Ihr Papier ist kaum endgültig, und andere Ökonomen des Symposiums stellten einige Probleme fest – zum Beispiel, dass der Rückgang des natürlichen Zinssatzes ein globales Phänomen ist, das sogar in Ländern mit anderen Einkommensungleichheitstrends als denen in den Vereinigten Staaten auftritt Zustände. Und Jason Furman, der Harvard-Ökonom, stellte fest, dass die Ausweitung der Ungleichheit in den Jahren vor 2000 am stärksten war, während der Rückgang des natürlichen Zinssatzes seitdem größtenteils stattgefunden hat.

Aber unabhängig davon, wie stark die Faktoreinkommensungleichheit für niedrige Zinsen, hohe Vermögenspreise und eine größere Vermögensungleichheit ist, bringt die Situation die Fed und andere globale Zentralbanken in eine schwierige Lage.

„Diese Kräfte, die R-Star nach unten drücken, sind wahrscheinlich so mächtig, dass die Fed niemals gegen sie kämpfen könnte“, sagte Professor Sufi in einer E-Mail.

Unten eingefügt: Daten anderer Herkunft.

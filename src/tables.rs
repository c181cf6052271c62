//! Lookup tables for header field codes
//!
//! Bitrate indexes are deliberately not resolved here.

use crate::types::{Layer, MpegVersion};

/// Sampling rates in Hz, indexed by [version][sampling rate index].
/// Index 3 is reserved for every version; the reserved version row is empty.
pub const SAMPLE_RATES: [[u32; 3]; 4] = [
    [11025, 12000, 8000],  // MPEG 2.5
    [0, 0, 0],             // reserved
    [22050, 24000, 16000], // MPEG 2
    [44100, 48000, 32000], // MPEG 1
];

/// Mode extension meaning for Layer I and II: subbands coded in intensity stereo
const BAND_RANGES: [&str; 4] = [
    "bands 4 to 31",
    "bands 8 to 31",
    "bands 12 to 31",
    "bands 16 to 31",
];

/// Mode extension meaning for Layer III
const STEREO_TOOLS: [&str; 4] = [
    "intensity stereo off, M/S stereo off",
    "intensity stereo on, M/S stereo off",
    "intensity stereo off, M/S stereo on",
    "intensity stereo on, M/S stereo on",
];

/// Resolve a sampling rate index, `None` for reserved codes
pub fn sample_rate(version: MpegVersion, index: u8) -> Option<u32> {
    if version == MpegVersion::Reserved {
        return None;
    }
    SAMPLE_RATES[version as usize].get(index as usize).copied()
}

/// Describe a mode extension code for the given layer.
/// Only meaningful when the channel mode is joint stereo.
pub fn mode_extension(layer: Layer, code: u8) -> Option<&'static str> {
    let table = match layer {
        Layer::Reserved => return None,
        Layer::LayerIII => &STEREO_TOOLS,
        Layer::LayerII | Layer::LayerI => &BAND_RANGES,
    };
    table.get(code as usize).copied()
}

Und was auch immer die Ursachen waren, es hat zu einer Situation geführt, in der selbst eine bescheidene Umkehr der Zinssätze Schuldverpflichtungen belasten und unvorhersehbare Welleneffekte verursachen könnte.

„Der Übergang zu einem Umfeld mit höheren Zinsen könnte ziemlich holprig sein, da viele Vermögenswerte und Bewertungen der Schuldentragfähigkeit auf sehr niedrigen Zinssätzen basieren“, sagte Donald Kohn, ein ehemaliger stellvertretender Vorsitzender von die Fed, die jetzt bei der Brookings Institution ist, in einer Rede auf dem Symposium zu aggressiveren Maßnahmen zur Eindämmung der Risiken im Finanzsystem aufrief.

Nicht zuletzt ist das neue Papier ein weiterer Beweis dafür, wie sich einige der tiefgreifendsten wirtschaftlichen Probleme der Welt auf komplexe Weise überschneiden. Und es impliziert, dass das, was als nächstes passiert, in Bezug auf Zinsen, Inflation, Wachstum und alles andere über die wirtschaftliche Zukunft, stärker miteinander verknüpft ist, als es zunächst erscheinen mag.